<<<<

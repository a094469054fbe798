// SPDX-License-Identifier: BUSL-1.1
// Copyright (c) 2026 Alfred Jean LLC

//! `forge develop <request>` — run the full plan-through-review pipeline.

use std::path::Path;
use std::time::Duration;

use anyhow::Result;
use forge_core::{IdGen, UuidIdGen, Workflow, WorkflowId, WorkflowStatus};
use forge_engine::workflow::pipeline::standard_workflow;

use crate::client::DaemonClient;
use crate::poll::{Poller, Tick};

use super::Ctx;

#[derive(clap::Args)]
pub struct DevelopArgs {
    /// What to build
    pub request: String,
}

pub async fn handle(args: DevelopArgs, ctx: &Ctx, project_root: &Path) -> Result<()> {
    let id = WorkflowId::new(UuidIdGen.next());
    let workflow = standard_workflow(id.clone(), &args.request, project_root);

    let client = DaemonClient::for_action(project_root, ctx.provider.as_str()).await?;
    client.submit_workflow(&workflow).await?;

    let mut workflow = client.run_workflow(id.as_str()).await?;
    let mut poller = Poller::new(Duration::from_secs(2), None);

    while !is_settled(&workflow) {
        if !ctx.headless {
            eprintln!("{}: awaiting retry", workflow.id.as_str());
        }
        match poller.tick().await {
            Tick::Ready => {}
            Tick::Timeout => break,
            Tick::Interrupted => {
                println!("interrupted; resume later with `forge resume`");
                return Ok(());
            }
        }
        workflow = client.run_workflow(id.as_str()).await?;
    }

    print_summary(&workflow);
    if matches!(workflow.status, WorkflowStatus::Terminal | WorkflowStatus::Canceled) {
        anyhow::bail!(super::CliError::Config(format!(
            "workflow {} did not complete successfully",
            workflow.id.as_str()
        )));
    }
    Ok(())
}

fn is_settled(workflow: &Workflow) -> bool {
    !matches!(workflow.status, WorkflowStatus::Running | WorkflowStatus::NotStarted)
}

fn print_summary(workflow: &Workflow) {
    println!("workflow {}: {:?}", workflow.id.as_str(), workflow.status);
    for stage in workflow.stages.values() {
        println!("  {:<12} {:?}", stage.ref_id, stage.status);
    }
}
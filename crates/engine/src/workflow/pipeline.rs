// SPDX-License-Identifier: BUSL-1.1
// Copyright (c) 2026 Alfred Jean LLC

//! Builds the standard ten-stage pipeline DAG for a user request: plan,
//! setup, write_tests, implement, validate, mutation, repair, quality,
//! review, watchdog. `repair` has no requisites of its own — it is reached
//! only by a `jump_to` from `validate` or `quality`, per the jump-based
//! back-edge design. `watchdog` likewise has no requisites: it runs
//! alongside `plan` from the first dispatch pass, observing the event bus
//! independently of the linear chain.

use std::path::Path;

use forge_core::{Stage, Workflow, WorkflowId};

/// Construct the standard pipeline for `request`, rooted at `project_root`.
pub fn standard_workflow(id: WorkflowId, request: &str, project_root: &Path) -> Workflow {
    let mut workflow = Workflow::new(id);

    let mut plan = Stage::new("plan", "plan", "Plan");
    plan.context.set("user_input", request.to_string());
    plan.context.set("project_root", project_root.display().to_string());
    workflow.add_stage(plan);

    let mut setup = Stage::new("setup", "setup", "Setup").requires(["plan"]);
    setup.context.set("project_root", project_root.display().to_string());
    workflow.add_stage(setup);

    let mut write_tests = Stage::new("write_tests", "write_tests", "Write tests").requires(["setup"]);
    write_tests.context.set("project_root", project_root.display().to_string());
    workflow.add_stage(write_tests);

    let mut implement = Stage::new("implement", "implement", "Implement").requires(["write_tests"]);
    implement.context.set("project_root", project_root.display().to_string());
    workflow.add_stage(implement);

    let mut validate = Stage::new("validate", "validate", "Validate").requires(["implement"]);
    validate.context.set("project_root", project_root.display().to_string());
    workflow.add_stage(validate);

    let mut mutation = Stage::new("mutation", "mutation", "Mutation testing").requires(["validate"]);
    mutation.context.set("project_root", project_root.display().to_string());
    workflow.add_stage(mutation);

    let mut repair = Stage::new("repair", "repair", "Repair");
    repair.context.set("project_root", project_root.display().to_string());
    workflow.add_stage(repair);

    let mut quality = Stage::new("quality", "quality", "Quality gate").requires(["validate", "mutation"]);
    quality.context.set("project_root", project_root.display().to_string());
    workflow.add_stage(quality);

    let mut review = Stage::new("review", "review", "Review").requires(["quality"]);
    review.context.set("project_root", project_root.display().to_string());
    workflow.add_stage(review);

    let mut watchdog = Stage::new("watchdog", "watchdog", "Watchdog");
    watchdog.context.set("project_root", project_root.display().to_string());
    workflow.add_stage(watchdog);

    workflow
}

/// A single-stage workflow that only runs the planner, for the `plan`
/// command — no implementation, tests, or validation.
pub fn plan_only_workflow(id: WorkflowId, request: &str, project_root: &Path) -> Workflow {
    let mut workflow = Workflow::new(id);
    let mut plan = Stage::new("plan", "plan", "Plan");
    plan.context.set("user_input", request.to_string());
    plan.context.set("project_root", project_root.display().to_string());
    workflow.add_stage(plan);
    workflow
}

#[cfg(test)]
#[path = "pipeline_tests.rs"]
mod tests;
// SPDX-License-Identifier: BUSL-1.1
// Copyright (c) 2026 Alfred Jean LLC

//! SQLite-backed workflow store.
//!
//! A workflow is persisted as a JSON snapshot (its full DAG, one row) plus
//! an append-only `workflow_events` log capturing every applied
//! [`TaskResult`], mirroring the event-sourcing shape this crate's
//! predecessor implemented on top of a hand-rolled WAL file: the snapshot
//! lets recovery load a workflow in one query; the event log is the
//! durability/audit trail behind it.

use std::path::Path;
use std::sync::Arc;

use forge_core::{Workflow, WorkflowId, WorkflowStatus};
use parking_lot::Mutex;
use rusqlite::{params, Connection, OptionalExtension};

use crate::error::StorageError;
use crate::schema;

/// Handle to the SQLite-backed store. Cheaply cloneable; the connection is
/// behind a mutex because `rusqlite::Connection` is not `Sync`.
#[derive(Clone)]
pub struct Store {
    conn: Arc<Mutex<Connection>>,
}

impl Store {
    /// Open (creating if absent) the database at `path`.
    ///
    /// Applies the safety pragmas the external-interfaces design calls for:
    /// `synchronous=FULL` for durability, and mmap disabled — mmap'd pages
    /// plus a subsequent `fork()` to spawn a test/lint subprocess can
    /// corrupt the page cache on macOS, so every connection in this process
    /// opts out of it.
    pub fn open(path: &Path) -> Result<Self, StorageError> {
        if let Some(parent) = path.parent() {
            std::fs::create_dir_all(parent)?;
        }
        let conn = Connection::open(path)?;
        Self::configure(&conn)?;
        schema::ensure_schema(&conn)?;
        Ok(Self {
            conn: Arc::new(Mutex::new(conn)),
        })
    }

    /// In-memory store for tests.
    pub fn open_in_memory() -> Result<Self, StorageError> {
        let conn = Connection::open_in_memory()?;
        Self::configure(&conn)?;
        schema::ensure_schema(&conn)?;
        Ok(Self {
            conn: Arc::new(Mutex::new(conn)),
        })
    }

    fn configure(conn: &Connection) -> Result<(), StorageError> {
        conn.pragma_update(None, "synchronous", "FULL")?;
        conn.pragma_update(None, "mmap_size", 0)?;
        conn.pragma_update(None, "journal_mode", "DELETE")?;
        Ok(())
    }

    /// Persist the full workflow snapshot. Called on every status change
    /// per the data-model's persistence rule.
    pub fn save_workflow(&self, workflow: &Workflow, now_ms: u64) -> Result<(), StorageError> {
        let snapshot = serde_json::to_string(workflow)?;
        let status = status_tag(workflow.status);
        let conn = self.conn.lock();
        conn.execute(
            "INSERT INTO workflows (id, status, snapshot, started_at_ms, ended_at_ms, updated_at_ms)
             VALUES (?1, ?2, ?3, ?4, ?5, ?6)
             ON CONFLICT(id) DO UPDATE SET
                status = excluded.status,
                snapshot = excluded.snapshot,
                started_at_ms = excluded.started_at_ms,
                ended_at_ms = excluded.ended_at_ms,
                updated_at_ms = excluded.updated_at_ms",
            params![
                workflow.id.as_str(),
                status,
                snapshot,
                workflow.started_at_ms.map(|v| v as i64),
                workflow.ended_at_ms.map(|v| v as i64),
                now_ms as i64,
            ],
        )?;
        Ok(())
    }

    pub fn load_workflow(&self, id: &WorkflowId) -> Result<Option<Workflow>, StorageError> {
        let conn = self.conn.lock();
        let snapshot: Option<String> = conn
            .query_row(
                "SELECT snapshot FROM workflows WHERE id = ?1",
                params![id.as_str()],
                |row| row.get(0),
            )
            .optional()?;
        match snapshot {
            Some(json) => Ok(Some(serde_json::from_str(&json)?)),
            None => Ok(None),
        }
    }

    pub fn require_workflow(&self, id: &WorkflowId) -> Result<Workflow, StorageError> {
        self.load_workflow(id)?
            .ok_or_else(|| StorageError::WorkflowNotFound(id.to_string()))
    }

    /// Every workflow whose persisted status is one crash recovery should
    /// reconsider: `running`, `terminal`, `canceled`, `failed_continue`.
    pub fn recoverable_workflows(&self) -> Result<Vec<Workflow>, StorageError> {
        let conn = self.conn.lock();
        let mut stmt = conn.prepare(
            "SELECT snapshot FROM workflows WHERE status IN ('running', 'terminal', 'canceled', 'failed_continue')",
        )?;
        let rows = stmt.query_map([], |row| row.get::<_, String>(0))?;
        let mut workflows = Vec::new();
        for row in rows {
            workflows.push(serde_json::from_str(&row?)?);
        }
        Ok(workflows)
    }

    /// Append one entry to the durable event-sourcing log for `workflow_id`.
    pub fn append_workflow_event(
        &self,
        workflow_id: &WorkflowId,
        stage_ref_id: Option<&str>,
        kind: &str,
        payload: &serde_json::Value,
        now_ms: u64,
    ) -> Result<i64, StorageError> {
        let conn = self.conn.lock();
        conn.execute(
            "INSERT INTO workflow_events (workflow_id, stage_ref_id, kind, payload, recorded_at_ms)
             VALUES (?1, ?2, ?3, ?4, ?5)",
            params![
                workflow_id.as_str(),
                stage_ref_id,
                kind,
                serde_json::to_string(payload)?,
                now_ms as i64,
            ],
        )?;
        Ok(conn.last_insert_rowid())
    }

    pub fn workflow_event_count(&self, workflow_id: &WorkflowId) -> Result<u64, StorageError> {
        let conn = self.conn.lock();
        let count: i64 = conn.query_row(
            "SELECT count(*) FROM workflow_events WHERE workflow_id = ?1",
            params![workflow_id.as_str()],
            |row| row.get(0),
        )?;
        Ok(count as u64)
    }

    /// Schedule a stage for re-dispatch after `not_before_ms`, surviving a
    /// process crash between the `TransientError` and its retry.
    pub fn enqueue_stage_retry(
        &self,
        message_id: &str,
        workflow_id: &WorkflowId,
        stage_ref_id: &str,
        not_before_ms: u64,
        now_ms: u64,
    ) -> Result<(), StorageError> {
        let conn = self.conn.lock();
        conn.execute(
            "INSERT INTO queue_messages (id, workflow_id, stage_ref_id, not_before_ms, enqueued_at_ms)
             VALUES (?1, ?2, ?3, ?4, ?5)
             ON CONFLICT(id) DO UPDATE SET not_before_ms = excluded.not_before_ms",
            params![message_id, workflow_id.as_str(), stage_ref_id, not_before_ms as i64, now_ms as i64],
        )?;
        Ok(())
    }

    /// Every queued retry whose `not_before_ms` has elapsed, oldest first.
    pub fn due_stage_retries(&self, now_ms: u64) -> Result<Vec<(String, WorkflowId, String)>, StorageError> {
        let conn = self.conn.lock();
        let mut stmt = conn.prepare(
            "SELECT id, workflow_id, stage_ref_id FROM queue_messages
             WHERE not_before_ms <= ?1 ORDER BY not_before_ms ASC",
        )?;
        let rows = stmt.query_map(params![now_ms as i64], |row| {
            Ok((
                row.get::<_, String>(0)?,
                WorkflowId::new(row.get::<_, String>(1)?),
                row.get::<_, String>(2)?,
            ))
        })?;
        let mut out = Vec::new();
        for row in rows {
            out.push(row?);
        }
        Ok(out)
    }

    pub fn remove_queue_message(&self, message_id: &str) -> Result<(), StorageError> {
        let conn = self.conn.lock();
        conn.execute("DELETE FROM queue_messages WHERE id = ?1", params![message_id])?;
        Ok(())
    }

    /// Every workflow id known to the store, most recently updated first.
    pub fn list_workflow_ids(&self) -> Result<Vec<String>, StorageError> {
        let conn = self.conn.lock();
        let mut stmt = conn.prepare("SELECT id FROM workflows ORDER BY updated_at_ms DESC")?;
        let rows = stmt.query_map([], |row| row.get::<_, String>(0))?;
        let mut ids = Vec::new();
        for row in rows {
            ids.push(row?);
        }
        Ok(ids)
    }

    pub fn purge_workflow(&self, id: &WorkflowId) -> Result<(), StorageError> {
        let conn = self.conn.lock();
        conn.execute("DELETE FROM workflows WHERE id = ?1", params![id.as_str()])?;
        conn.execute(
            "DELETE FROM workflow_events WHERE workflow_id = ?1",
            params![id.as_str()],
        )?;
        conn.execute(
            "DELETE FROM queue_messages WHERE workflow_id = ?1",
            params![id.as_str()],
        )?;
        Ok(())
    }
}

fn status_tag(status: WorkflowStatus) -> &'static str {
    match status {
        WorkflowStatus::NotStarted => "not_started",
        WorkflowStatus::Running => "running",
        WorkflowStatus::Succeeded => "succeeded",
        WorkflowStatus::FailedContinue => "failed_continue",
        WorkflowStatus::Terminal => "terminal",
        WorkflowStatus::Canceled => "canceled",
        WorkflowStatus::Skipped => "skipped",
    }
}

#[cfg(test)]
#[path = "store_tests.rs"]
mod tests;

>>>>

Work item:
Begin at the top of the records above and quote each line exactly, ending with the line that contains "let id = WorkflowId::new(UuidIdGen.next());".

Completed exercise:
repository a094469054fbe798
// SPDX-License-Identifier: BUSL-1.1
// Copyright (c) 2026 Alfred Jean LLC

//! `forge develop <request>` — run the full plan-through-review pipeline.

use std::path::Path;
use std::time::Duration;

use anyhow::Result;
use forge_core::{IdGen, UuidIdGen, Workflow, WorkflowId, WorkflowStatus};
use forge_engine::workflow::pipeline::standard_workflow;

use crate::client::DaemonClient;
use crate::poll::{Poller, Tick};

use super::Ctx;

#[derive(clap::Args)]
pub struct DevelopArgs {
    /// What to build
    pub request: String,
}

pub async fn handle(args: DevelopArgs, ctx: &Ctx, project_root: &Path) -> Result<()> {
    let id = WorkflowId::new(UuidIdGen.next());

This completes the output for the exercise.